TASK TO CARRY OUT: Copy exactly the lines from the start of the data below through the one that carries "session by id.", and only those.

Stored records
Start of Block

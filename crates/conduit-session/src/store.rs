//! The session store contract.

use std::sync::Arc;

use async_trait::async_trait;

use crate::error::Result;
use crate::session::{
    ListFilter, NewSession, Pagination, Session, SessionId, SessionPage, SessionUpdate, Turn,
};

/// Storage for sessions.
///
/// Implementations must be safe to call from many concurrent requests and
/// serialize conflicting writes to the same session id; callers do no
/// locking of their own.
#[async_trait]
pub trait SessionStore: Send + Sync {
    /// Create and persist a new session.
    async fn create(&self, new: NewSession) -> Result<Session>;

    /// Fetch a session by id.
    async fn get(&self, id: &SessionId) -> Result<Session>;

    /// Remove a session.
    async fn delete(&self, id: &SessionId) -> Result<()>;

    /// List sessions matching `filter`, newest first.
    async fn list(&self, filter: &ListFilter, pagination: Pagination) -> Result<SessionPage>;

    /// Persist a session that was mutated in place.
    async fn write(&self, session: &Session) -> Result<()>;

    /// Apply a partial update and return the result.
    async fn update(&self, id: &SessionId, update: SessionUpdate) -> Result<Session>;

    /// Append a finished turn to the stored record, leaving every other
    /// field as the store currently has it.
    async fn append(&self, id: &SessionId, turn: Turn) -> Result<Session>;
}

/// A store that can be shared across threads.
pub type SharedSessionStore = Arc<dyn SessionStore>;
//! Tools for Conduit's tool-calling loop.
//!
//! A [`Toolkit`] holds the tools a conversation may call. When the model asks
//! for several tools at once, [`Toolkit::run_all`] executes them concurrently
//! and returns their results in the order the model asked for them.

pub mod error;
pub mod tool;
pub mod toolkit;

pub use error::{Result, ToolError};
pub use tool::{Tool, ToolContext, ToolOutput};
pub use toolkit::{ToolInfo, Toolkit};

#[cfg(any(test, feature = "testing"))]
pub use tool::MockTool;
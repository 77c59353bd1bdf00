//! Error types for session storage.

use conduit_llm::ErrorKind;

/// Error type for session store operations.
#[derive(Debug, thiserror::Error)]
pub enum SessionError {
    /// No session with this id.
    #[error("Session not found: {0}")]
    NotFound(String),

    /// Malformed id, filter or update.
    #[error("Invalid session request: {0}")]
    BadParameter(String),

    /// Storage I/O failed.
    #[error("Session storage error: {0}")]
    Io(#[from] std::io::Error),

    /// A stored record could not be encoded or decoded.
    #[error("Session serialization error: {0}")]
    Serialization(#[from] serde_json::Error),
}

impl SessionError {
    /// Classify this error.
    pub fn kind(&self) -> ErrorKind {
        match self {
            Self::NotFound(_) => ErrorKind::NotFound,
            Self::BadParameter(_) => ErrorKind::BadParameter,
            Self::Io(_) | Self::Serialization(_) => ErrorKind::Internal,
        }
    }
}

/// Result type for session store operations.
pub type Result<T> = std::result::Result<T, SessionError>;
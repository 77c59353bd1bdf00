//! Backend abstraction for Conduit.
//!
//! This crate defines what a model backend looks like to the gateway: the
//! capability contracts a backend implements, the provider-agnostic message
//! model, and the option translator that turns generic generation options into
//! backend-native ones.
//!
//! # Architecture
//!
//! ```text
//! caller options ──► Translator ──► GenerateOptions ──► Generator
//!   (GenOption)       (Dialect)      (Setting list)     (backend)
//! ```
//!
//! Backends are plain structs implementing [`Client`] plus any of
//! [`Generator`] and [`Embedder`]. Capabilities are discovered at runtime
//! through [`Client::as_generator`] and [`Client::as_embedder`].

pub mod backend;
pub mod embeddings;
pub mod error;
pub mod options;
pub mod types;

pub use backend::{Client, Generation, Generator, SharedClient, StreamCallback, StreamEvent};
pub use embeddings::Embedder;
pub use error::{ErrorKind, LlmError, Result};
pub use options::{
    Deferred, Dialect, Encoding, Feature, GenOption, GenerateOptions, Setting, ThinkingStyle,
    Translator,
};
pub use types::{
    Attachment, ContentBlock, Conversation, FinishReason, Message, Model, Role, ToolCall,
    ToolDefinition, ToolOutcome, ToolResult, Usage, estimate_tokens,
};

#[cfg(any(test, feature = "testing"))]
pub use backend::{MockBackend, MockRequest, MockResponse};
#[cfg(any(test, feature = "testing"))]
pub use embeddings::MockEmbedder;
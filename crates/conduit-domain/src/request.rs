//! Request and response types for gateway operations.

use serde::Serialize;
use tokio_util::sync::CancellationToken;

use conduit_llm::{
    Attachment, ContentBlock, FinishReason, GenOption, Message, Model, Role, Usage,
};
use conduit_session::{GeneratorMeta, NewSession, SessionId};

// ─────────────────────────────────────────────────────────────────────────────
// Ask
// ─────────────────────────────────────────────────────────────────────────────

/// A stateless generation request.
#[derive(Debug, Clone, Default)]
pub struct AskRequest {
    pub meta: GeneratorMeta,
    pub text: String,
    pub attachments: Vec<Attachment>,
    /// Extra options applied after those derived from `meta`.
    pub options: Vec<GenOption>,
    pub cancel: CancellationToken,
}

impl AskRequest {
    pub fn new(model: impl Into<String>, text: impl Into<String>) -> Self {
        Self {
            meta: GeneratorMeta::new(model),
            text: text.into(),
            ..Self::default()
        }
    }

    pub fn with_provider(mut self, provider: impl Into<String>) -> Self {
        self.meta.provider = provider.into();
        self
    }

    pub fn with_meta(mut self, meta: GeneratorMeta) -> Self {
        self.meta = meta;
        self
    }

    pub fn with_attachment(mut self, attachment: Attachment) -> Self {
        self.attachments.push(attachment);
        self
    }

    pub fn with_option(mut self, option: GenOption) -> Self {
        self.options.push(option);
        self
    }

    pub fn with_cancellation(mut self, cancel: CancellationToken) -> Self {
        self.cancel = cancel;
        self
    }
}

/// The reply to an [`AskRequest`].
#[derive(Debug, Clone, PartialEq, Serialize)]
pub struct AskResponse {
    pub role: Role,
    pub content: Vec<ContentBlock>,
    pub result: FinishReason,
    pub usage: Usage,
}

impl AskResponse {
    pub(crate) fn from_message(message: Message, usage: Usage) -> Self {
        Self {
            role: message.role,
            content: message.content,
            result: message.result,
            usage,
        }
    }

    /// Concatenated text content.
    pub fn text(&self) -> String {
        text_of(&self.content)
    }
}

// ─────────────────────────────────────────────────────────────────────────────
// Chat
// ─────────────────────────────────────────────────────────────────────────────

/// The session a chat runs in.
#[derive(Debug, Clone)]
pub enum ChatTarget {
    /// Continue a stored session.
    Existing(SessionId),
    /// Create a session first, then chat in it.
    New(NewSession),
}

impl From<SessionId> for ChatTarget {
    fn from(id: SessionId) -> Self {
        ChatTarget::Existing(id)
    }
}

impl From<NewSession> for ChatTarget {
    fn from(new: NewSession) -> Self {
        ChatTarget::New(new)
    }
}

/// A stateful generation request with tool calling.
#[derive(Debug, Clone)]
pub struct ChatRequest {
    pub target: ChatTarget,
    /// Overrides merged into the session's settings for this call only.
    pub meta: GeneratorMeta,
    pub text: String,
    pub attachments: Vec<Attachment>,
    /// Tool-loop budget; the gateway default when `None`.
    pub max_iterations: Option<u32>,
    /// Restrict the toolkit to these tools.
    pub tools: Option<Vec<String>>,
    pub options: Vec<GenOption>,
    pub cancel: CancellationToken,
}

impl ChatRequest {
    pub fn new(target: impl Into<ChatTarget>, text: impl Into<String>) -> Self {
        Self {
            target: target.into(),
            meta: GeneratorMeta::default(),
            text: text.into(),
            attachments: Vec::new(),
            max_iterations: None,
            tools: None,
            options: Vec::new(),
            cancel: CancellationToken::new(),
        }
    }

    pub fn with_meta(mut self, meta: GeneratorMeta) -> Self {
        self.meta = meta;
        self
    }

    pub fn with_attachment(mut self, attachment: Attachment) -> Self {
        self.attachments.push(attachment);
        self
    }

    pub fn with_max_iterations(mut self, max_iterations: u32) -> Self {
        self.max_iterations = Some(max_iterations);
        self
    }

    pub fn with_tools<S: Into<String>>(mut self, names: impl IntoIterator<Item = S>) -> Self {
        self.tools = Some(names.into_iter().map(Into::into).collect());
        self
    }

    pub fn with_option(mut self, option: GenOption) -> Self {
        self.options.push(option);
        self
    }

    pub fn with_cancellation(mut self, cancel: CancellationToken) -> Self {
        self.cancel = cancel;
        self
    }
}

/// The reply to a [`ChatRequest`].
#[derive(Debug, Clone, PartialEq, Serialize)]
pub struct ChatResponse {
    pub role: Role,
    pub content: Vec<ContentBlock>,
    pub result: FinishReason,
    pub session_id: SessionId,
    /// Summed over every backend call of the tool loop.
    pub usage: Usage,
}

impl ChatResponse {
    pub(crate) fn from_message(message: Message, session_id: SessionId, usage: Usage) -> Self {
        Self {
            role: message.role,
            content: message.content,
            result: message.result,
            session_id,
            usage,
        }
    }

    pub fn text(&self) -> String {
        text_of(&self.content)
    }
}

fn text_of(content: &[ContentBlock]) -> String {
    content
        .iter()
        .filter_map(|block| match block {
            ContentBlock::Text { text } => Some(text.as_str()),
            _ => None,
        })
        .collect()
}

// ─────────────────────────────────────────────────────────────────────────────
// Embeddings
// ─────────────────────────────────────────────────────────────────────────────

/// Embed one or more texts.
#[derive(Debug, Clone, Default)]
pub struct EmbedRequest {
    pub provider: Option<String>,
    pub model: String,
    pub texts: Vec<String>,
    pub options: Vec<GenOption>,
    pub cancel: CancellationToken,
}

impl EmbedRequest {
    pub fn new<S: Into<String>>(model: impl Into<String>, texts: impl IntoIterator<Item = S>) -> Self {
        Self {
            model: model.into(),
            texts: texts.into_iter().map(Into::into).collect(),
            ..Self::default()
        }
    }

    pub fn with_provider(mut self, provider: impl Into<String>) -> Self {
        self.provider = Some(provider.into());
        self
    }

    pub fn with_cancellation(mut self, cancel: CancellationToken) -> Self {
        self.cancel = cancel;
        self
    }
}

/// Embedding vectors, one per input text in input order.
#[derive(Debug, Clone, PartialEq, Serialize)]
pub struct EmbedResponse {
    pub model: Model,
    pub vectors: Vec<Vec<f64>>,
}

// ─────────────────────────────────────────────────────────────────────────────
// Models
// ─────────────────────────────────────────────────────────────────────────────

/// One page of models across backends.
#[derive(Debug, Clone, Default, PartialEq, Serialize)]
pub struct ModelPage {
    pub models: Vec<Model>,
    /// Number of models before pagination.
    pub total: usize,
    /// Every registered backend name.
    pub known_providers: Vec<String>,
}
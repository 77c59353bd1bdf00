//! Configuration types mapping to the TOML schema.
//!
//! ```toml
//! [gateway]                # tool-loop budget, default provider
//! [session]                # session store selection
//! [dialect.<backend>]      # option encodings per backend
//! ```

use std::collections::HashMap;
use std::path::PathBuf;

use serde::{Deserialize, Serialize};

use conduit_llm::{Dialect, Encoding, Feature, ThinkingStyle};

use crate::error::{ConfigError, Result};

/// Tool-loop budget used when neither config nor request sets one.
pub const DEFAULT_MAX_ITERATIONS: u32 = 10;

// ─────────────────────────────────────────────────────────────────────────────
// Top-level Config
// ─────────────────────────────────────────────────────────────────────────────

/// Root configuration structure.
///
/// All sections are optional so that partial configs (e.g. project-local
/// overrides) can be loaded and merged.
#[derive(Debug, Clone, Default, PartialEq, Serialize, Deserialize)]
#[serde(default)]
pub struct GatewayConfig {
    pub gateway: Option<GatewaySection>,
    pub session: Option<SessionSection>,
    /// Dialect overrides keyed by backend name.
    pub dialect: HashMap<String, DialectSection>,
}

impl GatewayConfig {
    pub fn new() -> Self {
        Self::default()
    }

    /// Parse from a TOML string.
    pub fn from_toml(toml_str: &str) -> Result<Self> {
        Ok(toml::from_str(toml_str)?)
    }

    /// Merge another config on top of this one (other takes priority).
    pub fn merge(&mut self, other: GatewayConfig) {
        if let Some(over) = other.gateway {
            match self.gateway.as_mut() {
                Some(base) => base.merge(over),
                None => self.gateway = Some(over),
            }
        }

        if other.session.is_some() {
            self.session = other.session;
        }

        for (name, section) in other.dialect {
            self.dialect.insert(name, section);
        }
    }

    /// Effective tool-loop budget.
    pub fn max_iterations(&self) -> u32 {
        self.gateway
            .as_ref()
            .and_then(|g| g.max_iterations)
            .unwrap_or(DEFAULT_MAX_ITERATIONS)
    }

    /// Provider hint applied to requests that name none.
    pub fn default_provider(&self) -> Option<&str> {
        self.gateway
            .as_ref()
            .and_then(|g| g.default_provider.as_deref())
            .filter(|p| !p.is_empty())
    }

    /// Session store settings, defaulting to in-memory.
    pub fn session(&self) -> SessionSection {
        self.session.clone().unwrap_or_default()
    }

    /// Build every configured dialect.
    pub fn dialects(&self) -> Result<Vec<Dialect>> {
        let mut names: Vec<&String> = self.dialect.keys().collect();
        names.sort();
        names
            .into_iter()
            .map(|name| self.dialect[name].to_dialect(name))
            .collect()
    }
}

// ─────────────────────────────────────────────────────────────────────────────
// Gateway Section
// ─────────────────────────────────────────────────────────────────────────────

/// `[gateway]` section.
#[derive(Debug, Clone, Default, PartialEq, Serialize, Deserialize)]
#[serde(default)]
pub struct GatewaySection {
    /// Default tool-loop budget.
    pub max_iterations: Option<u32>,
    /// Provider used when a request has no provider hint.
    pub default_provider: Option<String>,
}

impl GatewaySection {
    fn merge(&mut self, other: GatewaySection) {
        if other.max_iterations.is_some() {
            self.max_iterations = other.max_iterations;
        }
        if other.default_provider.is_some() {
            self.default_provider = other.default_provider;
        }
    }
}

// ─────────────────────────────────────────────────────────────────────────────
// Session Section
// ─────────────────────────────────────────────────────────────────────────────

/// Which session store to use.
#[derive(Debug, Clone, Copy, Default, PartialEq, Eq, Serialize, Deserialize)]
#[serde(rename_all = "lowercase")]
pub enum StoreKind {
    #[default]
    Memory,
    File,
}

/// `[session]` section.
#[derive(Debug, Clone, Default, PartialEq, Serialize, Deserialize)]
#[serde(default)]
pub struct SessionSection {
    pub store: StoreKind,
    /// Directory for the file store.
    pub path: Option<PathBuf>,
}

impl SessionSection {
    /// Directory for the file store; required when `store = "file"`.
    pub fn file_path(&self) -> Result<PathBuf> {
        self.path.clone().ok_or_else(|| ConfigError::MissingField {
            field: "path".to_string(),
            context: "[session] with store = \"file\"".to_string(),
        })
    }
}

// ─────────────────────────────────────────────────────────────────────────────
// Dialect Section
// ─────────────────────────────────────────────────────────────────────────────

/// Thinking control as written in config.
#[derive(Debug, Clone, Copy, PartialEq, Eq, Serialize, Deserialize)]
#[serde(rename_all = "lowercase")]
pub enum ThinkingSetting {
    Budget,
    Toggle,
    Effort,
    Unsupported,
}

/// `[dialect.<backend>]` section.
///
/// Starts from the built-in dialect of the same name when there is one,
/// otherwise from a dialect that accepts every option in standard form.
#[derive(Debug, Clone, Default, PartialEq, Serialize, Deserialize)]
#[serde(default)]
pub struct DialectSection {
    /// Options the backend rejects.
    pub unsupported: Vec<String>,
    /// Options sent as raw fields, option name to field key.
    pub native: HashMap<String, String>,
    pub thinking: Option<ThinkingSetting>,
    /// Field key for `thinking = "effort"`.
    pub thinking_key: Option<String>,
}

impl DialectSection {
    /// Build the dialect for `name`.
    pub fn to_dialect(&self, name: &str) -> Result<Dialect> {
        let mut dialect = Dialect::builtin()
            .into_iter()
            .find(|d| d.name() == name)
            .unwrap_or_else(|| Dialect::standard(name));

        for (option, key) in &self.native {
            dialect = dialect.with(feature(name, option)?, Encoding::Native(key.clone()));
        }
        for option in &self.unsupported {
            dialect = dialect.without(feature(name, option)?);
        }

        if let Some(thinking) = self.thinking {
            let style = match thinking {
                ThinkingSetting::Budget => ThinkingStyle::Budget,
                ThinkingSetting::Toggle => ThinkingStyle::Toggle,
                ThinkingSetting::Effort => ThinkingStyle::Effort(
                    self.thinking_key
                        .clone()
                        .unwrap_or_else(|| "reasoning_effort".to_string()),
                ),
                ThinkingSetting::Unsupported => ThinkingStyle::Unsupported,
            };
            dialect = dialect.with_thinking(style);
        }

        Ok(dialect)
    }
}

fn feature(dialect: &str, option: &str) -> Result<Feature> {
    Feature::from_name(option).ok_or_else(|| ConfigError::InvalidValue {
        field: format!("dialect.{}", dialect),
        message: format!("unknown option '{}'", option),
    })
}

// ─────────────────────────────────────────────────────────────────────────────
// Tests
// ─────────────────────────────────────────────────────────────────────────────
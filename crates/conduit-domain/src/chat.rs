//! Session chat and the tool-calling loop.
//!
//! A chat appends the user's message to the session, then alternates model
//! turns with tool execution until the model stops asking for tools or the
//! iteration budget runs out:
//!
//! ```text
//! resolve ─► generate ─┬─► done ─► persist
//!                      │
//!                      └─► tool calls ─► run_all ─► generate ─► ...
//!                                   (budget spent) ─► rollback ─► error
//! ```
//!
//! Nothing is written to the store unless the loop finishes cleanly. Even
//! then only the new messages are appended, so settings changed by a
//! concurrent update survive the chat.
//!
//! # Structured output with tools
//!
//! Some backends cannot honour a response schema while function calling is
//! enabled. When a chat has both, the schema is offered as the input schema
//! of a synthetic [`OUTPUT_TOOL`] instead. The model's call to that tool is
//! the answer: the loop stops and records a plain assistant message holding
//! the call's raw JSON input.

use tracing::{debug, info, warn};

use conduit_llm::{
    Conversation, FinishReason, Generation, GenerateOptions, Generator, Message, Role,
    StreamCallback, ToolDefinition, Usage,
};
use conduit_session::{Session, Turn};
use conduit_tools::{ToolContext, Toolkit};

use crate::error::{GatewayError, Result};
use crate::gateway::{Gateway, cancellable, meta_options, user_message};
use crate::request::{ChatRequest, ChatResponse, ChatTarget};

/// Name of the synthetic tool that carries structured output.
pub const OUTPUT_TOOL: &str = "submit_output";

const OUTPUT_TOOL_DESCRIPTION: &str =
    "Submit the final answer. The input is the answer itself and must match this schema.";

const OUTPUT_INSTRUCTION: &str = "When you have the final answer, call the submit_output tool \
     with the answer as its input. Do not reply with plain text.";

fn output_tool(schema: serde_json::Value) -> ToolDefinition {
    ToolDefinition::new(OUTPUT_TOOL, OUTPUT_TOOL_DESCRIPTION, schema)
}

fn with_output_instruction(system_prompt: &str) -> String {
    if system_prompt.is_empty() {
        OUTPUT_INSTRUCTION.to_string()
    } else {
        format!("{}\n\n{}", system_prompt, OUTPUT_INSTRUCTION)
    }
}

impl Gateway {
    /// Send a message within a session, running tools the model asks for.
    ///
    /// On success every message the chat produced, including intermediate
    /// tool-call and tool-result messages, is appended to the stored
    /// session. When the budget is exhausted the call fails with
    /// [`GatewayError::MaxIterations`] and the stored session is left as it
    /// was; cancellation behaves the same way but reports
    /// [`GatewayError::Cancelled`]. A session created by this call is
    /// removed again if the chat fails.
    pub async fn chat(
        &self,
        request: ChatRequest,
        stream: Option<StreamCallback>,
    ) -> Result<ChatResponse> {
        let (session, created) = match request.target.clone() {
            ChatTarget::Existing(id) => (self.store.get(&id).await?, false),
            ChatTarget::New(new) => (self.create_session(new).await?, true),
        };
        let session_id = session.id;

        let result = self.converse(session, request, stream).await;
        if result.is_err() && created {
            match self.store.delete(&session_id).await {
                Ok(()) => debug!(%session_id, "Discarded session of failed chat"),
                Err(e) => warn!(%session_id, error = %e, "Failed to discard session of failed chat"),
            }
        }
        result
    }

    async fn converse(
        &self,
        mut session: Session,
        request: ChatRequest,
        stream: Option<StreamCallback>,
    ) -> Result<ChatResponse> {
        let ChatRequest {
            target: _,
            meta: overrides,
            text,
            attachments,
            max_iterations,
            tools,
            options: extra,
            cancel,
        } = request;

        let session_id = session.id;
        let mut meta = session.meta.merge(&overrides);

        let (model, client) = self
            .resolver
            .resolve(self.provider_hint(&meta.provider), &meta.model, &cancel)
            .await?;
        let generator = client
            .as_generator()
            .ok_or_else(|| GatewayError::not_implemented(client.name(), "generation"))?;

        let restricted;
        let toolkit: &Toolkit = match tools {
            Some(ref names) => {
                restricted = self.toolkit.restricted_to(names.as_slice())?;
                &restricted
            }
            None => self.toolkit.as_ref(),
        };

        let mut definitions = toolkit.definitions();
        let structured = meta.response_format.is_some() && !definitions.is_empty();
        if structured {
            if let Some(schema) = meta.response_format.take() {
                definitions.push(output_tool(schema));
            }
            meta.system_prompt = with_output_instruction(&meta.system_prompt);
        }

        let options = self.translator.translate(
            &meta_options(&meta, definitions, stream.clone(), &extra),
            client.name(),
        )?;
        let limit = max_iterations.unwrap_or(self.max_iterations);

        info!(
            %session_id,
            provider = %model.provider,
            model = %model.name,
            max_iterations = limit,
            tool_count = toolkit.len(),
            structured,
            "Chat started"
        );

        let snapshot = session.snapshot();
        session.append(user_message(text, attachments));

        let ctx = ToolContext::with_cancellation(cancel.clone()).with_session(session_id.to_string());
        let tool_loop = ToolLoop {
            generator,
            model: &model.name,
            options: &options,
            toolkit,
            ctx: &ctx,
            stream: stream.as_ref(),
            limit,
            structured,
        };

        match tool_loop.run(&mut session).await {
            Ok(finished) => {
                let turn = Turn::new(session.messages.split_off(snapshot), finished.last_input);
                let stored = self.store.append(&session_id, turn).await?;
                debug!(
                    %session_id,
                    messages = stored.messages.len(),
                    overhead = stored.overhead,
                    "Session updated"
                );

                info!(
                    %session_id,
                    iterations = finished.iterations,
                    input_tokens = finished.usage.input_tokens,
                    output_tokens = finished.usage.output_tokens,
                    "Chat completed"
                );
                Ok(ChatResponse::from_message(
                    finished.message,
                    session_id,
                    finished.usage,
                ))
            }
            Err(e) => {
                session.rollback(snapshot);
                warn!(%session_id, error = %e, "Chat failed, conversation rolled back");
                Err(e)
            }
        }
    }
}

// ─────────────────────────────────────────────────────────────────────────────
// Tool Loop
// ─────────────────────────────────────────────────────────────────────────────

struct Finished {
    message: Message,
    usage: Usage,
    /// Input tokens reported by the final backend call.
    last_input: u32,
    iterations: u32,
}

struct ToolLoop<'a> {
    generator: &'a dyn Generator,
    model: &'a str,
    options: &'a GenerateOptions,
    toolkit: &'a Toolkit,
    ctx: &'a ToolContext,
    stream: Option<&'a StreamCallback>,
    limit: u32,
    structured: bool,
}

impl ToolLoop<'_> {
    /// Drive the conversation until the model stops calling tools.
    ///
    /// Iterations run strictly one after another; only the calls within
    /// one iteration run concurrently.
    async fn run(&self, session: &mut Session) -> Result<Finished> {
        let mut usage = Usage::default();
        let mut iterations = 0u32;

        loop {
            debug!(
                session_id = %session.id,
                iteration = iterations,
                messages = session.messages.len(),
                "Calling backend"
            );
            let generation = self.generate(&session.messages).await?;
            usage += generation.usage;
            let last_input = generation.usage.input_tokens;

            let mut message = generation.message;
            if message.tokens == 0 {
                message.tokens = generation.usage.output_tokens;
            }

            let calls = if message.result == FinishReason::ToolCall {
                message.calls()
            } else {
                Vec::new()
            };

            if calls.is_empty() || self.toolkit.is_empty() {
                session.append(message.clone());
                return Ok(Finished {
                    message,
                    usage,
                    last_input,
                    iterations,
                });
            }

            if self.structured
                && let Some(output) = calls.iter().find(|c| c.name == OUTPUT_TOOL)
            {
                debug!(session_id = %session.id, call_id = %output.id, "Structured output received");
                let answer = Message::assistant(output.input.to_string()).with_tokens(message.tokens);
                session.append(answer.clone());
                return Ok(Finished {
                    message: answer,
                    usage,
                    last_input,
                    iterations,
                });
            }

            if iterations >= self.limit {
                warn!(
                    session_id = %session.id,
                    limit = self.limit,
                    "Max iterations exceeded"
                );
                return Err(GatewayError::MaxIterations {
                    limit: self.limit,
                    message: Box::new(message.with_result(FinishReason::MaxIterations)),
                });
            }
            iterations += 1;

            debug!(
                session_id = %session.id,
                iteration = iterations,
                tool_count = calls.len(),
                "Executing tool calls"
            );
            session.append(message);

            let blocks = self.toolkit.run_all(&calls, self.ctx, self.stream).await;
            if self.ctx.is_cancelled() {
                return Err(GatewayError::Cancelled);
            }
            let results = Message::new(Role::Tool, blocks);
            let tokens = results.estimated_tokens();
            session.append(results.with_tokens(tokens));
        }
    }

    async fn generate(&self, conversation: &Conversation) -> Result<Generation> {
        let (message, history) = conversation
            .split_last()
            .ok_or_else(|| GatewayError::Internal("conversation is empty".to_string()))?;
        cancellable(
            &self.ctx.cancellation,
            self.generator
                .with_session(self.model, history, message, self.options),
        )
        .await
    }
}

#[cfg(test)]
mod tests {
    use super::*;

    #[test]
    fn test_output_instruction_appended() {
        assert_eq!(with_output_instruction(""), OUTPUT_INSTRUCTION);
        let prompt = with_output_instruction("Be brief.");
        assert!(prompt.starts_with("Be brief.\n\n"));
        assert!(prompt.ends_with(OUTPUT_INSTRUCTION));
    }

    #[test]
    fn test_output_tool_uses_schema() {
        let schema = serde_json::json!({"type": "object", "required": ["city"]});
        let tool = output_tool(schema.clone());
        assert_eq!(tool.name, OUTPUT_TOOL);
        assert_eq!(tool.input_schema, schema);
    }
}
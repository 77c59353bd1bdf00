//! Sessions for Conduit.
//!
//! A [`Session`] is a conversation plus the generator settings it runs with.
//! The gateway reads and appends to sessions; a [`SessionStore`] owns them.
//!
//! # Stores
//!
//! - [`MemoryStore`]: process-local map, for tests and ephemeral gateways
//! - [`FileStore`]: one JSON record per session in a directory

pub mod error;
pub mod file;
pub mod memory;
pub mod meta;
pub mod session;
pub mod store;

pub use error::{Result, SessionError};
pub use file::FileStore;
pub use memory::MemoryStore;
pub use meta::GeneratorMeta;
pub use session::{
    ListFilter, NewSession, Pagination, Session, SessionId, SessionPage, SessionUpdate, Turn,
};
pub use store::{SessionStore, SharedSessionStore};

End of Block

TASK ANSWER:
filename crates/conduit-session/src/store.rs
//! The session store contract.

use std::sync::Arc;

use async_trait::async_trait;

use crate::error::Result;
use crate::session::{
    ListFilter, NewSession, Pagination, Session, SessionId, SessionPage, SessionUpdate, Turn,
};

/// Storage for sessions.
///
/// Implementations must be safe to call from many concurrent requests and
/// serialize conflicting writes to the same session id; callers do no
/// locking of their own.
#[async_trait]
pub trait SessionStore: Send + Sync {
    /// Create and persist a new session.
    async fn create(&self, new: NewSession) -> Result<Session>;

    /// Fetch a session by id.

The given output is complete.